**EXERCISE DESCRIPTION**.
Your job is to write out each record exactly, leaving none out.

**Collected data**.
::::
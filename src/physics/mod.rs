//! Buoyancy response of rigid bodies floating on the wave field.

mod body;
mod buoyancy;
mod simulation;

// Re-export public types
pub use body::{FloatingBody, SimBody};
pub use buoyancy::{apply_buoyancy, BuoyancyController, BuoyancyForces};
pub use simulation::FixedStepSimulation;
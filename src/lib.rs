//! Driftbuoy library - Gerstner wave field and buoyancy for floating bodies

pub mod error;
pub mod ocean;
pub mod params;
pub mod physics;

pub use error::ConfigError;
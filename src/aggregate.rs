//! Date-range union of the daily FeatureCollection files.

use anyhow::{Context, Result};
use chrono::NaiveDate;
use std::collections::BTreeMap;
use tracing::debug;

use crate::daily_store::{DATE_FORMAT, DailyStore};
use crate::date_range::DateRange;
use crate::geojson::FeatureCollection;

/// Source of per-day collections. `Ok(None)` means there is no data for the day.
pub trait DayLoader {
    fn load_day(&self, date: NaiveDate) -> Result<Option<FeatureCollection>>;
}

impl DayLoader for DailyStore {
    fn load_day(&self, date: NaiveDate) -> Result<Option<FeatureCollection>> {
        DailyStore::load_day(self, date)
    }
}

impl DayLoader for BTreeMap<NaiveDate, FeatureCollection> {
    fn load_day(&self, date: NaiveDate) -> Result<Option<FeatureCollection>> {
        Ok(self.get(&date).cloned())
    }
}

/// Parse a `YYYY-MM-DD` query date
pub fn parse_query_date(value: &str) -> Result<NaiveDate, chrono::ParseError> {
    NaiveDate::parse_from_str(value, DATE_FORMAT)
}

/// Concatenate the features of every day from `start` to `end`, inclusive.
///
/// Days are visited in ascending order and each day's features keep their
/// stored order. Missing days contribute nothing; `start > end` yields an
/// empty collection.
pub fn aggregate_range<L>(start: NaiveDate, end: NaiveDate, loader: &L) -> Result<FeatureCollection>
where
    L: DayLoader + ?Sized,
{
    let mut features = Vec::new();
    let mut days_found = 0usize;

    for date in DateRange::inclusive(start, end) {
        let day = loader
            .load_day(date)
            .with_context(|| format!("Failed to load vessel data for {}", date))?;

        if let Some(day) = day
            && !day.features.is_empty()
        {
            days_found += 1;
            features.extend(day.features);
        }
    }

    debug!(
        "Aggregated {} features from {} days between {} and {}",
        features.len(),
        days_found,
        start,
        end
    );

    Ok(FeatureCollection::new(features))
}

#[cfg(test)]
mod tests {
    use super::*;
    use crate::geojson::{Feature, VesselProperties};
    use std::cell::RefCell;

    fn date(s: &str) -> NaiveDate {
        parse_query_date(s).unwrap()
    }

    fn day(tag: &str, n: usize) -> FeatureCollection {
        FeatureCollection::new(
            (0..n)
                .map(|i| {
                    Feature::point(
                        i as f64,
                        70.0,
                        VesselProperties {
                            name: Some(format!("{tag}-{i}")),
                            ..Default::default()
                        },
                    )
                })
                .collect(),
        )
    }

    fn names(fc: &FeatureCollection) -> Vec<String> {
        fc.features
            .iter()
            .map(|f| f.property("name").as_str().unwrap().to_string())
            .collect()
    }

    #[test]
    fn test_parse_query_date() {
        assert!(parse_query_date("2024-01-31").is_ok());
        assert!(parse_query_date("bad").is_err());
        assert!(parse_query_date("2024-02-30").is_err());
        assert!(parse_query_date("2024-01-01T00:00").is_err());
    }

    #[test]
    fn test_concatenates_in_date_order() {
        let mut days = BTreeMap::new();
        days.insert(date("2024-01-03"), day("c", 1));
        days.insert(date("2024-01-01"), day("a", 2));
        days.insert(date("2024-01-02"), day("b", 3));

        let fc = aggregate_range(date("2024-01-01"), date("2024-01-03"), &days).unwrap();
        assert_eq!(names(&fc), vec!["a-0", "a-1", "b-0", "b-1", "b-2", "c-0"]);
    }

    #[test]
    fn test_missing_days_contribute_nothing() {
        let mut days = BTreeMap::new();
        days.insert(date("2024-01-01"), day("a", 2));
        days.insert(date("2024-01-05"), day("e", 4));
        days.insert(date("2024-01-09"), day("outside", 7));

        let fc = aggregate_range(date("2024-01-01"), date("2024-01-06"), &days).unwrap();
        assert_eq!(fc.len(), 6);
    }

    #[test]
    fn test_end_date_is_inclusive() {
        let mut days = BTreeMap::new();
        days.insert(date("2024-01-02"), day("b", 1));

        let fc = aggregate_range(date("2024-01-01"), date("2024-01-02"), &days).unwrap();
        assert_eq!(fc.len(), 1);
    }

    #[test]
    fn test_reversed_range_is_empty_and_loads_nothing() {
        struct CountingLoader(RefCell<usize>);
        impl DayLoader for CountingLoader {
            fn load_day(&self, _date: NaiveDate) -> Result<Option<FeatureCollection>> {
                *self.0.borrow_mut() += 1;
                Ok(Some(day("x", 1)))
            }
        }

        let loader = CountingLoader(RefCell::new(0));
        let fc = aggregate_range(date("2024-01-02"), date("2024-01-01"), &loader).unwrap();
        assert!(fc.is_empty());
        assert_eq!(fc.collection_type, "FeatureCollection");
        assert_eq!(*loader.0.borrow(), 0);
    }

    #[test]
    fn test_loader_error_propagates() {
        struct FailingLoader;
        impl DayLoader for FailingLoader {
            fn load_day(&self, _date: NaiveDate) -> Result<Option<FeatureCollection>> {
                anyhow::bail!("disk on fire")
            }
        }

        let err = aggregate_range(date("2024-01-01"), date("2024-01-01"), &FailingLoader)
            .unwrap_err();
        assert!(format!("{:#}", err).contains("2024-01-01"));
    }

    #[test]
    fn test_one_load_per_day() {
        struct CountingLoader(RefCell<Vec<NaiveDate>>);
        impl DayLoader for CountingLoader {
            fn load_day(&self, date: NaiveDate) -> Result<Option<FeatureCollection>> {
                self.0.borrow_mut().push(date);
                Ok(None)
            }
        }

        let loader = CountingLoader(RefCell::new(Vec::new()));
        aggregate_range(date("2024-01-30"), date("2024-02-02"), &loader).unwrap();
        assert_eq!(loader.0.borrow().len(), 4);
    }
}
::::
**RESULT**.
filename src/physics/mod.rs
//! Buoyancy response of rigid bodies floating on the wave field.

mod body;
mod buoyancy;
mod simulation;

// Re-export public types
pub use body::{FloatingBody, SimBody};
pub use buoyancy::{apply_buoyancy, BuoyancyController, BuoyancyForces};
pub use simulation::FixedStepSimulation;
filename src/lib.rs
//! Driftbuoy library - Gerstner wave field and buoyancy for floating bodies

pub mod error;
pub mod ocean;
pub mod params;
pub mod physics;

pub use error::ConfigError;
filename src/aggregate.rs
//! Date-range union of the daily FeatureCollection files.

use anyhow::{Context, Result};
use chrono::NaiveDate;
use std::collections::BTreeMap;
use tracing::debug;

use crate::daily_store::{DATE_FORMAT, DailyStore};
use crate::date_range::DateRange;
use crate::geojson::FeatureCollection;

/// Source of per-day collections. `Ok(None)` means there is no data for the day.
pub trait DayLoader {
    fn load_day(&self, date: NaiveDate) -> Result<Option<FeatureCollection>>;
}

impl DayLoader for DailyStore {
    fn load_day(&self, date: NaiveDate) -> Result<Option<FeatureCollection>> {
        DailyStore::load_day(self, date)
    }
}

impl DayLoader for BTreeMap<NaiveDate, FeatureCollection> {
    fn load_day(&self, date: NaiveDate) -> Result<Option<FeatureCollection>> {
        Ok(self.get(&date).cloned())
    }
}

/// Parse a `YYYY-MM-DD` query date
pub fn parse_query_date(value: &str) -> Result<NaiveDate, chrono::ParseError> {
    NaiveDate::parse_from_str(value, DATE_FORMAT)
}

/// Concatenate the features of every day from `start` to `end`, inclusive.
///
/// Days are visited in ascending order and each day's features keep their
/// stored order. Missing days contribute nothing; `start > end` yields an
/// empty collection.
pub fn aggregate_range<L>(start: NaiveDate, end: NaiveDate, loader: &L) -> Result<FeatureCollection>
where
    L: DayLoader + ?Sized,
{
    let mut features = Vec::new();
    let mut days_found = 0usize;

    for date in DateRange::inclusive(start, end) {
        let day = loader
            .load_day(date)
            .with_context(|| format!("Failed to load vessel data for {}", date))?;

        if let Some(day) = day
            && !day.features.is_empty()
        {
            days_found += 1;
            features.extend(day.features);
        }
    }

    debug!(
        "Aggregated {} features from {} days between {} and {}",
        features.len(),
        days_found,
        start,
        end
    );

    Ok(FeatureCollection::new(features))
}

#[cfg(test)]
mod tests {
    use super::*;
    use crate::geojson::{Feature, VesselProperties};
    use std::cell::RefCell;

    fn date(s: &str) -> NaiveDate {
        parse_query_date(s).unwrap()
    }

    fn day(tag: &str, n: usize) -> FeatureCollection {
        FeatureCollection::new(
            (0..n)
                .map(|i| {
                    Feature::point(
                        i as f64,
                        70.0,
                        VesselProperties {
                            name: Some(format!("{tag}-{i}")),
                            ..Default::default()
                        },
                    )
                })
                .collect(),
        )
    }

    fn names(fc: &FeatureCollection) -> Vec<String> {
        fc.features
            .iter()
            .map(|f| f.property("name").as_str().unwrap().to_string())
            .collect()
    }

    #[test]
    fn test_parse_query_date() {
        assert!(parse_query_date("2024-01-31").is_ok());
        assert!(parse_query_date("bad").is_err());
        assert!(parse_query_date("2024-02-30").is_err());
        assert!(parse_query_date("2024-01-01T00:00").is_err());
    }

    #[test]
    fn test_concatenates_in_date_order() {
        let mut days = BTreeMap::new();
        days.insert(date("2024-01-03"), day("c", 1));
        days.insert(date("2024-01-01"), day("a", 2));
        days.insert(date("2024-01-02"), day("b", 3));

        let fc = aggregate_range(date("2024-01-01"), date("2024-01-03"), &days).unwrap();
        assert_eq!(names(&fc), vec!["a-0", "a-1", "b-0", "b-1", "b-2", "c-0"]);
    }

    #[test]
    fn test_missing_days_contribute_nothing() {
        let mut days = BTreeMap::new();
        days.insert(date("2024-01-01"), day("a", 2));
        days.insert(date("2024-01-05"), day("e", 4));
        days.insert(date("2024-01-09"), day("outside", 7));

        let fc = aggregate_range(date("2024-01-01"), date("2024-01-06"), &days).unwrap();
        assert_eq!(fc.len(), 6);
    }

    #[test]
    fn test_end_date_is_inclusive() {
        let mut days = BTreeMap::new();
        days.insert(date("2024-01-02"), day("b", 1));

        let fc = aggregate_range(date("2024-01-01"), date("2024-01-02"), &days).unwrap();
        assert_eq!(fc.len(), 1);
    }

    #[test]
    fn test_reversed_range_is_empty_and_loads_nothing() {
        struct CountingLoader(RefCell<usize>);
        impl DayLoader for CountingLoader {
            fn load_day(&self, _date: NaiveDate) -> Result<Option<FeatureCollection>> {
                *self.0.borrow_mut() += 1;
                Ok(Some(day("x", 1)))
            }
        }

        let loader = CountingLoader(RefCell::new(0));
        let fc = aggregate_range(date("2024-01-02"), date("2024-01-01"), &loader).unwrap();
        assert!(fc.is_empty());
        assert_eq!(fc.collection_type, "FeatureCollection");
        assert_eq!(*loader.0.borrow(), 0);
    }

    #[test]
    fn test_loader_error_propagates() {
        struct FailingLoader;
        impl DayLoader for FailingLoader {
            fn load_day(&self, _date: NaiveDate) -> Result<Option<FeatureCollection>> {
                anyhow::bail!("disk on fire")
            }
        }

        let err = aggregate_range(date("2024-01-01"), date("2024-01-01"), &FailingLoader)
            .unwrap_err();
        assert!(format!("{:#}", err).contains("2024-01-01"));
    }

    #[test]
    fn test_one_load_per_day() {
        struct CountingLoader(RefCell<Vec<NaiveDate>>);
        impl DayLoader for CountingLoader {
            fn load_day(&self, date: NaiveDate) -> Result<Option<FeatureCollection>> {
                self.0.borrow_mut().push(date);
                Ok(None)
            }
        }

        let loader = CountingLoader(RefCell::new(Vec::new()));
        aggregate_range(date("2024-01-30"), date("2024-02-02"), &loader).unwrap();
        assert_eq!(loader.0.borrow().len(), 4);
    }
}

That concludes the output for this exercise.